Microplate method for retrovirus-induced transformation of normal human T-cells.

An adult T-cell leukemia virus (ATLV) producer cell line (TL-Su) derived from a healthy ATLV-carrier, was used for virus-induced transformation of normal human T-cells. The transformation was carried out on microplates by co-cultivation of a limiting number of normal peripheral blood leukocytes (PBL) as transformed target cells and 2 X 10(4)/well of TL-Su cells irradiated lethally. The frequency of establishment of transformed cell lines correlated with the dose of PBL. The transforming target cell number was estimated to be approximately one per 500 PBL by the microplate method using TL-Su effector cells.

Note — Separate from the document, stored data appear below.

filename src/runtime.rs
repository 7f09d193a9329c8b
//! The preview runtime that orchestrates the event loop.

use core::ops::ControlFlow;

use flume::Receiver;
use log::{debug, info};

use crate::event::coalesce;
use crate::{AssetSource, Emitter, PreviewEvent, RendererHost, SyncPipeline, TemplateProvider, ThemeSource};

/// The runtime that keeps one preview in sync with its document.
///
/// This is the core of the crate. It:
/// 1. Builds the themed document via [`TemplateProvider::build`] and loads it
/// 2. Receives host notifications through its [`Emitter`]
/// 3. Feeds them to the [`SyncPipeline`]
/// 4. Applies the resulting [`Effect`](crate::Effect)s to the [`RendererHost`]
///
/// Events can be emitted from any thread, but they are queued on a channel
/// and applied sequentially on the task polling [`PreviewRuntime::run`], so
/// pipeline state never needs a lock.
///
/// For testing with manual control, use [`TestPreviewRuntime`] with a
/// [`crate::RecordingHost`].
///
/// # Type Parameters
///
/// * `Host` - The embedded browser surface (implements [`RendererHost`])
/// * `Theme` - Access to the current host theme (implements [`ThemeSource`])
/// * `Assets` - Source of the library scripts (implements [`AssetSource`])
pub struct PreviewRuntime<Host, Theme, Assets>
where
    Host: RendererHost,
    Theme: ThemeSource,
    Assets: AssetSource,
{
    pipeline: SyncPipeline,
    templates: TemplateProvider<Assets>,
    theme: Theme,
    host: Host,
    event_receiver: Receiver<PreviewEvent>,
    emitter: Emitter<PreviewEvent>,
}

impl<Host, Theme, Assets> PreviewRuntime<Host, Theme, Assets>
where
    Host: RendererHost,
    Theme: ThemeSource,
    Assets: AssetSource,
{
    /// Create a new runtime.
    ///
    /// Nothing is loaded into the host until [`PreviewRuntime::run`] is called,
    /// but events may already be emitted; they queue up until then.
    pub fn new(host: Host, theme: Theme, templates: TemplateProvider<Assets>) -> Self {
        let (event_sender, event_receiver) = flume::unbounded();

        PreviewRuntime {
            pipeline: SyncPipeline::new(),
            templates,
            theme,
            host,
            event_receiver,
            emitter: Emitter::new(event_sender),
        }
    }

    /// A handle for host callbacks to report changes through.
    pub fn emitter(&self) -> Emitter<PreviewEvent> {
        self.emitter.clone()
    }

    pub fn pipeline(&self) -> &SyncPipeline {
        &self.pipeline
    }

    /// Load the initial document and process events until
    /// [`PreviewEvent::Dispose`].
    ///
    /// Every wake-up drains all queued events and collapses bursts of content
    /// changes before applying them, so a slow host only ever sees the newest
    /// text.
    pub async fn run(&mut self) {
        self.reload();

        while let Ok(event) = self.event_receiver.recv_async().await {
            let mut events = vec![event];
            events.extend(self.event_receiver.try_iter());
            if self.apply(events).is_break() {
                break;
            }
        }

        debug!("preview runtime stopped");
    }

    fn apply(&mut self, events: Vec<PreviewEvent>) -> ControlFlow<()> {
        for event in coalesce(events) {
            self.step(event)?;
        }
        ControlFlow::Continue(())
    }

    fn step(&mut self, event: PreviewEvent) -> ControlFlow<()> {
        let effect = match event {
            PreviewEvent::ContentChanged(snapshot) => self.pipeline.on_content_changed(snapshot),
            PreviewEvent::LoadCompleted(status) => self.pipeline.on_load_completed(status),
            PreviewEvent::ThemeChanged => {
                info!("host theme changed, rebuilding preview document");
                self.reload();
                return ControlFlow::Continue(());
            }
            PreviewEvent::Dispose => return ControlFlow::Break(()),
        };

        effect.execute(&mut self.host);
        ControlFlow::Continue(())
    }

    fn reload(&mut self) {
        let theme = self.theme.sample();
        let document = self.templates.build(&theme);
        self.pipeline.begin_reload(document).execute(&mut self.host);
    }
}

#[cfg(any(test, feature = "testing"))]
/// Test runtime driver for manual event processing control.
///
/// Only available with the `testing` feature or during tests.
///
/// Returned by [`TestPreviewRuntime::run`]. Events emitted through
/// [`emitter`](Self::emitter) stay queued until
/// [`process_events`](Self::process_events) is called.
pub struct TestPreviewDriver<Host, Theme, Assets>
where
    Host: RendererHost,
    Theme: ThemeSource,
    Assets: AssetSource,
{
    runtime: PreviewRuntime<Host, Theme, Assets>,
}

#[cfg(any(test, feature = "testing"))]
impl<Host, Theme, Assets> TestPreviewDriver<Host, Theme, Assets>
where
    Host: RendererHost,
    Theme: ThemeSource,
    Assets: AssetSource,
{
    pub fn emitter(&self) -> Emitter<PreviewEvent> {
        self.runtime.emitter()
    }

    pub fn pipeline(&self) -> &SyncPipeline {
        self.runtime.pipeline()
    }

    /// Process all queued events, coalescing them exactly as
    /// [`PreviewRuntime::run`] does for a single wake-up.
    ///
    /// Returns `false` once a [`PreviewEvent::Dispose`] has been processed.
    pub fn process_events(&mut self) -> bool {
        let events: Vec<PreviewEvent> = self.runtime.event_receiver.try_iter().collect();
        self.runtime.apply(events).is_continue()
    }
}

#[cfg(any(test, feature = "testing"))]
/// Test runtime with manual event processing control.
///
/// Only available with the `testing` feature or during tests.
///
/// ```rust
/// use markmap_preview::{
///     PreviewConfig, RecordingHost, Rgb, TemplateProvider, TestPreviewRuntime, ThemeSnapshot,
///     DirectoryAssets,
/// };
///
/// let host = RecordingHost::new();
/// let theme = || ThemeSnapshot::new(Rgb::new(255, 255, 255), Rgb::new(0, 0, 0));
/// let templates = TemplateProvider::new(DirectoryAssets::new(["/nonexistent"]), PreviewConfig::default());
///
/// let mut driver = TestPreviewRuntime::new(host.clone(), theme, templates).run();
/// driver.emitter().content_changed("# Plan");
/// driver.emitter().load_completed(200);
/// driver.process_events();
///
/// assert_eq!(host.dispatched_snapshots(), vec!["# Plan".to_string()]);
/// ```
pub struct TestPreviewRuntime<Host, Theme, Assets>
where
    Host: RendererHost,
    Theme: ThemeSource,
    Assets: AssetSource,
{
    runtime: PreviewRuntime<Host, Theme, Assets>,
}

#[cfg(any(test, feature = "testing"))]
impl<Host, Theme, Assets> TestPreviewRuntime<Host, Theme, Assets>
where
    Host: RendererHost,
    Theme: ThemeSource,
    Assets: AssetSource,
{
    pub fn new(host: Host, theme: Theme, templates: TemplateProvider<Assets>) -> Self {
        TestPreviewRuntime {
            runtime: PreviewRuntime::new(host, theme, templates),
        }
    }

    /// Load the initial document and return a driver for manual event processing.
    pub fn run(mut self) -> TestPreviewDriver<Host, Theme, Assets> {
        self.runtime.reload();

        TestPreviewDriver {
            runtime: self.runtime,
        }
    }
}
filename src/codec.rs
//! Transport encoding for render payloads.
//!
//! Document text is never interpolated into script source. It travels as
//! standard padded base64 over its UTF-8 bytes, and the injected script
//! decodes it with `atob` + `TextDecoder` before calling the page's entry point.

use base64::engine::general_purpose::STANDARD;
use base64::Engine as _;

use crate::error::Result;

/// Name of the global update function defined by the generated document.
pub const UPDATE_ENTRY_POINT: &str = "markmapUpdate";

const PAYLOAD_OPEN: &str = "atob('";
const PAYLOAD_CLOSE: &str = "')";

/// Encode document text into a script-safe payload.
pub fn encode(text: &str) -> String {
    STANDARD.encode(text.as_bytes())
}

/// Decode a payload produced by [`encode`] back into the original text.
pub fn decode(payload: &str) -> Result<String> {
    let bytes = STANDARD.decode(payload)?;
    Ok(String::from_utf8(bytes)?)
}

/// Build the script that hands `text` to the page's update entry point.
///
/// The script is a silent no-op while the entry point is undefined, and any
/// exception thrown by decoding or rendering is caught and logged in the page.
pub fn render_script(text: &str) -> String {
    format!(
        "(function () {{\n\
         \x20 var update = window.{entry};\n\
         \x20 if (typeof update !== 'function') {{ return; }}\n\
         \x20 try {{\n\
         \x20   var bytes = Uint8Array.from({open}{payload}{close}, function (c) {{ return c.charCodeAt(0); }});\n\
         \x20   update(new TextDecoder('utf-8').decode(bytes));\n\
         \x20 }} catch (e) {{\n\
         \x20   console.error('markmap update failed:', e);\n\
         \x20 }}\n\
         }})();",
        entry = UPDATE_ENTRY_POINT,
        open = PAYLOAD_OPEN,
        payload = encode(text),
        close = PAYLOAD_CLOSE,
    )
}

/// Extract the encoded payload from a script built by [`render_script`].
pub fn payload_from_script(script: &str) -> Option<&str> {
    let start = script.find(PAYLOAD_OPEN)? + PAYLOAD_OPEN.len();
    let len = script[start..].find(PAYLOAD_CLOSE)?;
    Some(&script[start..start + len])
}
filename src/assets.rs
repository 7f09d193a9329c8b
//! Lookup of the static markmap library scripts.

use std::io::ErrorKind;
use std::path::PathBuf;

use log::trace;
use rust_embed::RustEmbed;

use crate::error::{PreviewError, Result};

/// Library scripts inlined into every preview document, base dependency first.
pub const LIBRARY_ASSETS: [&str; 3] = ["d3.min.js", "markmap-view.min.js", "markmap-lib.min.js"];

/// Source of the static scripts the preview document inlines.
#[cfg_attr(test, mockall::automock)]
pub trait AssetSource {
    /// Load the asset called `name` as text.
    fn load(&self, name: &str) -> Result<String>;
}

/// Assets embedded from `assets/markmap/` at compile time.
#[derive(RustEmbed)]
#[folder = "assets/markmap/"]
pub struct EmbeddedAssets;

impl AssetSource for EmbeddedAssets {
    fn load(&self, name: &str) -> Result<String> {
        let file = Self::get(name).ok_or_else(|| PreviewError::AssetMissing {
            name: name.to_string(),
            searched: "embedded assets".to_string(),
        })?;

        String::from_utf8(file.data.into_owned()).map_err(|source| PreviewError::AssetEncoding {
            name: name.to_string(),
            source,
        })
    }
}

/// Assets read from disk, trying each root directory in order.
#[derive(Clone, Debug)]
pub struct DirectoryAssets {
    roots: Vec<PathBuf>,
}

impl DirectoryAssets {
    pub fn new<I, P>(roots: I) -> Self
    where
        I: IntoIterator<Item = P>,
        P: Into<PathBuf>,
    {
        Self {
            roots: roots.into_iter().map(Into::into).collect(),
        }
    }
}

impl AssetSource for DirectoryAssets {
    fn load(&self, name: &str) -> Result<String> {
        for root in &self.roots {
            let path = root.join(name);
            match std::fs::read(&path) {
                Ok(bytes) => {
                    return String::from_utf8(bytes).map_err(|source| PreviewError::AssetEncoding {
                        name: name.to_string(),
                        source,
                    });
                }
                Err(err) if err.kind() == ErrorKind::NotFound => {
                    trace!("asset {name} not under {}", root.display());
                }
                Err(source) => return Err(PreviewError::AssetRead { path, source }),
            }
        }

        Err(PreviewError::AssetMissing {
            name: name.to_string(),
            searched: self
                .roots
                .iter()
                .map(|root| root.display().to_string())
                .collect::<Vec<_>>()
                .join(", "),
        })
    }
}

#[cfg(test)]
mod tests {
    use super::*;

    #[test]
    fn directory_assets_try_roots_in_order() {
        let first = tempfile::tempdir().unwrap();
        let second = tempfile::tempdir().unwrap();
        std::fs::write(second.path().join("d3.min.js"), "var d3 = {};").unwrap();
        std::fs::write(second.path().join("markmap-lib.min.js"), "second").unwrap();
        std::fs::write(first.path().join("markmap-lib.min.js"), "first").unwrap();

        let assets = DirectoryAssets::new([first.path(), second.path()]);

        assert_eq!(assets.load("d3.min.js").unwrap(), "var d3 = {};");
        assert_eq!(assets.load("markmap-lib.min.js").unwrap(), "first");
    }

    #[test]
    fn directory_assets_report_every_searched_root() {
        let root = tempfile::tempdir().unwrap();
        let assets = DirectoryAssets::new([root.path()]);

        match assets.load("markmap-view.min.js") {
            Err(PreviewError::AssetMissing { name, searched }) => {
                assert_eq!(name, "markmap-view.min.js");
                assert!(searched.contains(&root.path().display().to_string()));
            }
            other => panic!("expected AssetMissing, got {other:?}"),
        }
    }

    #[test]
    fn directory_assets_reject_non_utf8() {
        let root = tempfile::tempdir().unwrap();
        std::fs::write(root.path().join("d3.min.js"), [0xffu8, 0xfe]).unwrap();

        let assets = DirectoryAssets::new([root.path()]);

        assert!(matches!(
            assets.load("d3.min.js"),
            Err(PreviewError::AssetEncoding { .. })
        ));
    }

    #[test]
    fn embedded_assets_miss_unknown_names() {
        assert!(matches!(
            EmbeddedAssets.load("no-such-library.js"),
            Err(PreviewError::AssetMissing { .. })
        ));
    }
}
//! Host theme sampling and the colors derived from it.

use std::fmt;
use std::str::FromStr;

use crate::error::PreviewError;

/// An opaque sRGB color.
#[derive(Clone, Copy, Debug, PartialEq, Eq, Hash)]
pub struct Rgb {
    pub r: u8,
    pub g: u8,
    pub b: u8,
}

impl Rgb {
    pub const fn new(r: u8, g: u8, b: u8) -> Self {
        Self { r, g, b }
    }

    /// Perceived brightness on a 0-255 scale (ITU-R BT.601 weights).
    pub fn brightness(&self) -> f32 {
        f32::from(self.r) * 0.299 + f32::from(self.g) * 0.587 + f32::from(self.b) * 0.114
    }
}

impl fmt::Display for Rgb {
    fn fmt(&self, f: &mut fmt::Formatter<'_>) -> fmt::Result {
        write!(f, "#{:02x}{:02x}{:02x}", self.r, self.g, self.b)
    }
}

impl FromStr for Rgb {
    type Err = PreviewError;

    fn from_str(s: &str) -> Result<Self, Self::Err> {
        let invalid = || PreviewError::InvalidColor(s.to_string());
        let hex = s.strip_prefix('#').ok_or_else(invalid)?;
        if hex.len() != 6 || !hex.is_ascii() {
            return Err(invalid());
        }
        let channel = |i: usize| u8::from_str_radix(&hex[i..i + 2], 16).map_err(|_| invalid());
        Ok(Self::new(channel(0)?, channel(2)?, channel(4)?))
    }
}

/// Host theme colors sampled when a preview document is built.
#[derive(Clone, Copy, Debug, PartialEq, Eq, Hash)]
pub struct ThemeSnapshot {
    pub background: Rgb,
    pub foreground: Rgb,
}

impl ThemeSnapshot {
    pub const fn new(background: Rgb, foreground: Rgb) -> Self {
        Self {
            background,
            foreground,
        }
    }

    pub fn is_dark(&self) -> bool {
        self.background.brightness() < 128.0
    }

    pub fn palette(&self) -> ThemePalette {
        ThemePalette::from(self)
    }
}

/// Full set of colors used by the preview stylesheet.
#[derive(Clone, Copy, Debug, PartialEq, Eq)]
pub struct ThemePalette {
    pub background: Rgb,
    pub text: Rgb,
    pub node_stroke: Rgb,
    pub link: Rgb,
    pub node_fill: Rgb,
    pub node_border: Rgb,
    pub table_header: Rgb,
    pub code_block_background: Rgb,
    pub code_block_border: Rgb,
    pub inline_code_background: Rgb,
}

impl From<&ThemeSnapshot> for ThemePalette {
    fn from(theme: &ThemeSnapshot) -> Self {
        let (node_stroke, link, node_fill, node_border, table_header, code_block, code_border, inline_code) =
            if theme.is_dark() {
                (0x666666, 0x555555, 0x2d2d2d, 0x555555, 0x3a3a3a, 0x1e1e1e, 0x444444, 0x2d2d2d)
            } else {
                (0x999999, 0xbbbbbb, 0xffffff, 0xdddddd, 0xf5f5f5, 0xf8f8f8, 0xe1e1e1, 0xf1f1f1)
            };

        Self {
            background: theme.background,
            text: theme.foreground,
            node_stroke: hex(node_stroke),
            link: hex(link),
            node_fill: hex(node_fill),
            node_border: hex(node_border),
            table_header: hex(table_header),
            code_block_background: hex(code_block),
            code_block_border: hex(code_border),
            inline_code_background: hex(inline_code),
        }
    }
}

const fn hex(value: u32) -> Rgb {
    Rgb::new((value >> 16) as u8, (value >> 8) as u8, value as u8)
}

/// Synchronous access to the host's current theme.
///
/// Theme *changes* are delivered separately as
/// [`PreviewEvent::ThemeChanged`](crate::PreviewEvent::ThemeChanged); the
/// runtime calls [`sample`](Self::sample) whenever it builds a new document.
///
/// Closures returning a [`ThemeSnapshot`] implement this trait.
pub trait ThemeSource {
    fn sample(&self) -> ThemeSnapshot;
}

impl<F> ThemeSource for F
where
    F: Fn() -> ThemeSnapshot,
{
    fn sample(&self) -> ThemeSnapshot {
        self()
    }
}
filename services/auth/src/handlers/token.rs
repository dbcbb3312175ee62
use axum::{Form, Json, extract::State, http::StatusCode, response::IntoResponse};
use serde::{Deserialize, Serialize};

use agora_auth_types::identity::CurrentUser;

use crate::domain::types::TokenResponse;
use crate::error::AuthServiceError;
use crate::state::AppState;
use crate::usecase::token::{LoginInput, LoginUseCase};

// ── POST /login ───────────────────────────────────────────────────────────────

/// OAuth2 password-grant form. `username` carries the email address.
#[derive(Deserialize)]
pub struct LoginForm {
    pub username: String,
    pub password: String,
}

pub async fn login(
    State(state): State<AppState>,
    Form(form): Form<LoginForm>,
) -> Result<impl IntoResponse, AuthServiceError> {
    let usecase = LoginUseCase {
        users: state.user_repo(),
        settings: state.settings.clone(),
    };

    let token = usecase
        .execute(LoginInput {
            email: form.username,
            password: form.password,
        })
        .await?;

    Ok((StatusCode::OK, Json(TokenResponse::from(token))))
}

// ── GET /auth/token ───────────────────────────────────────────────────────────

#[derive(Serialize)]
pub struct CheckTokenResponse {
    pub user_id: i64,
    pub expires_at: u64,
}

pub async fn check_token(user: CurrentUser) -> Json<CheckTokenResponse> {
    Json(CheckTokenResponse {
        user_id: user.user_id,
        expires_at: user.expires_at,
    })
}
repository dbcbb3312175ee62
use std::sync::Arc;

use anyhow::Context as _;
use sea_orm::Database;
use tracing::{error, info};

use agora_auth::config::Settings;
use agora_auth::router::build_router;
use agora_auth::state::AppState;
use agora_auth::usecase::token::prepare_login;
use agora_core::tracing::init_tracing;

#[tokio::main]
async fn main() -> anyhow::Result<()> {
    init_tracing();

    let settings = match Settings::from_env() {
        Ok(settings) => settings,
        Err(e) => {
            error!(error = %e, "refusing to start");
            std::process::exit(1);
        }
    };
    info!(
        db_host = %settings.database().host,
        db_name = %settings.database().name,
        from_url = settings.database_url_provided(),
        algorithm = settings.algorithm(),
        token_minutes = settings.access_token_expire_minutes(),
        "configuration resolved"
    );

    if !prepare_login() {
        error!("placeholder password hash unavailable; unknown logins skip the bcrypt check");
    }

    let db = Database::connect(settings.database_url()?.to_string())
        .await
        .context("failed to connect to database")?;

    let port = settings.port();
    let state = AppState {
        db,
        settings: Arc::new(settings),
    };

    let router = build_router(state);
    let addr = format!("0.0.0.0:{port}");
    let listener = tokio::net::TcpListener::bind(&addr)
        .await
        .with_context(|| format!("failed to bind {addr}"))?;

    info!("auth service listening on {addr}");
    axum::serve(listener, router).await.context("server error")
}
use axum::Json;
use axum::http::StatusCode;

/// Handler for `GET /healthz`. Reports the crate version alongside the status.
pub async fn healthz() -> (StatusCode, Json<serde_json::Value>) {
    (
        StatusCode::OK,
        Json(serde_json::json!({
            "status": "ok",
            "version": env!("CARGO_PKG_VERSION"),
        })),
    )
}
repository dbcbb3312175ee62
//! Ambient building blocks shared by Agora services.

pub mod config;
pub mod error;
pub mod health;
pub mod middleware;
pub mod tracing;
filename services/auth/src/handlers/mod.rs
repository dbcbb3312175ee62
pub mod token;
//! sea-orm entities read by the auth service.

pub mod users;
#![allow(async_fn_in_trait)]

use crate::domain::types::AuthUser;
use crate::error::AuthServiceError;

/// Port for looking up users by their login identifier.
///
/// Implemented by the persistence collaborator; lookup failures other than
/// "not found" surface as [`AuthServiceError::Internal`].
pub trait UserRepository: Send + Sync {
    async fn find_by_email(&self, email: &str) -> Result<Option<AuthUser>, AuthServiceError>;
}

When 1 X 10(3) PBL per well were plated, more than 90% of wells showed immortalizing transformation of PBL. Twenty transformed cell lines obtained from microplates with 500 PBL per well were shown to be of T-cell lineage. Ten of them were defined as belonging to the helper/inducer T-cell subset with Leu 3a antigen, and 4 were demonstrated to be of the cytotoxic/suppressor T-cell subset with Leu 2a antigen. The transformed cells always expressed Tac and OKT9 antigens (considered to be IL2 and transferrin receptors respectively). ATLV antigens were also expressed in all these cell lines tested, but their molecular species detected by radioimmunoprecipitation varied regardless of PBL donors and T-cell subsets. We propose this microplate transformation method as an advantageous system for obtaining abundant T-cell lines and for screening their immunological functions.